Keeping children safe as people return to public pools

Writer: Joey Pellegrino
Published: Updated:
Kids jumping into a public pool. Credit: WINK News

As summer heats up, you might head to the pool, but now that we are able to be around more people and pandemic restrictions are easing, that pool trip can increase the chances of a child drowning.

Port Charlotte resident Paul Demello lost his 13-month-old twin boys in a drowning accident.

“My twin boys, Josh and Christian,” Demello said. “And I got a phone call that they were found face-down in a backyard swimming pool in January of 2010.”

Since then, he has made it his life mission to make sure the same thing doesn’t happen to anyone else’s loved ones. Demello founded Just Against Kids Drowning, a nonprofit that builds pool fences and provides swimming lessons for kids.

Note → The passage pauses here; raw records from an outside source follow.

//! Integration tests for the CLI generation workflow.

use sdkgen_cli::commands::generate::{self, GenerateOptions};
use sdkgen_cli::commands::inspect;
use sdkgen_cli::config::SettingsOverrides;
use sdkgen_core::Target;
use sdkgen_core::cli::{ExitCode, OutputFormat};
use std::fs;
use std::path::{Path, PathBuf};
use tempfile::TempDir;

const V1_JSON: &str = r##"{
    "openapi": "3.0.1",
    "info": {"title": "Nexus REST API", "version": "v1"},
    "paths": {
        "/api/v1/jobs/{jobId}": {
            "get": {
                "tags": ["Jobs"],
                "parameters": [{"name": "jobId", "in": "path", "required": true, "schema": {"type": "string", "format": "guid"}}],
                "responses": {"200": {"content": {"application/json": {"schema": {"$ref": "#/components/schemas/Job"}}}}}
            },
            "delete": {
                "tags": ["Jobs"],
                "parameters": [{"name": "jobId", "in": "path", "required": true, "schema": {"type": "string", "format": "guid"}}],
                "responses": {"200": {}}
            }
        }
    },
    "components": {"schemas": {
        "Job": {"type": "object", "properties": {"id": {"type": "string", "format": "guid"}, "owner": {"type": "string"}}}
    }}
}"##;

const V2_YAML: &str = r#"
openapi: 3.0.1
info:
  title: Nexus REST API
  version: "2.0"
paths:
  /api/v2/jobs/{jobId}:
    get:
      tags: [Jobs]
      parameters:
        - name: jobId
          in: path
          required: true
          schema:
            type: string
      responses:
        "200":
          content:
            application/octet-stream: {}
"#;

const CONFIG: &str = r#"
[generator]
namespace = "Nexus.Api"
client_name = "Nexus"
exception_type = "NexusException"
exception_code_prefix = "N"

[naming]
strategy = "path-table"

[naming.table]
"/api/v1/jobs/{jobId}" = "Job"
"DELETE:/api/v1/jobs/{jobId}" = "Job"
"/api/v2/jobs/{jobId}" = "JobStream"
"#;

fn write(dir: &Path, name: &str, content: &str) -> PathBuf {
    let path = dir.join(name);
    fs::write(&path, content).unwrap();
    path
}

fn options(dir: &TempDir) -> GenerateOptions {
    GenerateOptions {
        descriptions: vec![
            write(dir.path(), "v1.json", V1_JSON),
            write(dir.path(), "v2.yaml", V2_YAML),
        ],
        targets: vec![Target::CSharp, Target::Python],
        output: dir.path().join("generated"),
        config: Some(write(dir.path(), "sdkgen.toml", CONFIG)),
        overrides: SettingsOverrides::default(),
    }
}

/// Tests the full run with a config file, path-table naming and two versions.
#[test]
fn test_generate_from_config() {
    let dir = TempDir::new().unwrap();
    let summary = generate::generate(options(&dir)).unwrap();

    assert_eq!(summary.client_name, "Nexus");
    assert_eq!(summary.versions, vec!["v1", "v2_0"]);

    let csharp = dir.path().join("generated/csharp");
    let v1 = fs::read_to_string(csharp.join("NexusClient.V1.g.cs")).unwrap();
    assert!(v1.contains("namespace Nexus.Api.V1;"));
    assert!(v1.contains("Job GetJob(Guid jobId);"));
    assert!(v1.contains("void DeleteJob(Guid jobId);"));

    let v2 = fs::read_to_string(csharp.join("NexusClient.V2_0.g.cs")).unwrap();
    assert!(v2.contains("HttpResponseMessage GetJobStream(string jobId);"));

    let python = dir.path().join("generated/python");
    for file in ["_shared.py", "_client.py", "v1.py", "v2_0.py", "__init__.py"] {
        assert!(python.join(file).exists(), "missing {file}");
    }
}

/// Tests that command-line flags override the config file.
#[test]
fn test_flags_override_config() {
    let dir = TempDir::new().unwrap();
    let mut options = options(&dir);
    options.targets = vec![Target::Python];
    options.overrides.exception_type = Some("JobsError".to_string());

    generate::generate(options).unwrap();

    let shared = fs::read_to_string(dir.path().join("generated/python/_shared.py")).unwrap();
    assert!(shared.contains("class JobsError(Exception):"));
}

/// Tests that a naming table without an entry for a path aborts the run.
#[test]
fn test_incomplete_naming_table_fails() {
    let dir = TempDir::new().unwrap();
    let mut options = options(&dir);
    options.config = Some(write(
        dir.path(),
        "sdkgen.toml",
        "[naming]\nstrategy = \"path-table\"\n",
    ));

    let err = generate::generate(options).unwrap_err();
    assert!(format!("{err:#}").contains("naming table"));
    assert!(!dir.path().join("generated").exists());
}

/// Tests the exit code of a successful run with each output format.
#[test]
fn test_run_exit_codes() {
    for format in [OutputFormat::Json, OutputFormat::Text, OutputFormat::Pretty] {
        let dir = TempDir::new().unwrap();
        let code = generate::run(options(&dir), format).unwrap();
        assert_eq!(code, ExitCode::SUCCESS);
    }
}

/// Tests the inspect command on a YAML description.
#[test]
fn test_inspect_yaml() {
    let dir = TempDir::new().unwrap();
    let path = write(dir.path(), "v2.yml", V2_YAML);

    let code = inspect::run(&path, OutputFormat::Json).unwrap();
    assert_eq!(code, ExitCode::SUCCESS);
}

This year is different from others in terms of pool safety: Since January, more than 4,000 people have moved to Southwest Florida. Some of them may never have owned a pool before and might not know the protocol. And because we are working our way out of a pandemic, more people will be outside and more children will be by bodies of water, so it’s important for all of us to know the simple steps to pool safety.

“The fence should be 4 feet high, you know, 4 to 5 feet high,” Demello said. “You should have a self-closing, self-latching gate on it… your screen doors… for the cage, you know, the locks should be up nice and high. So kids outside can’t get at it. I believe that there was a fence at [his sons’] grandparents’ house. When Josh and Christian got to the pool, they’d be alive today.”

In 2019, Florida ranked as the second deadliest state for kids. In 2021, we’re already the deadliest state so far, with 49 drowning deaths since January. May, alone, had 14, and eight out of 10 drownings in a pool rather than at the beach or a lake.

Demello suggests having someone fill the role of “water watcher” at your poolside gatherings.

“You know, at the barbecue or the birthday party or the Fourth of July party,” Demello said. “A very special day turns into a very tragic day real quick. Because what happens is everybody thinks that they’re watching the kids and nobody’s watching the kids. So, it’s good to have that one person, the watcher watcher, that one person that watches the kids for 10 to 15 minutes, and then just pass that on to the next person.”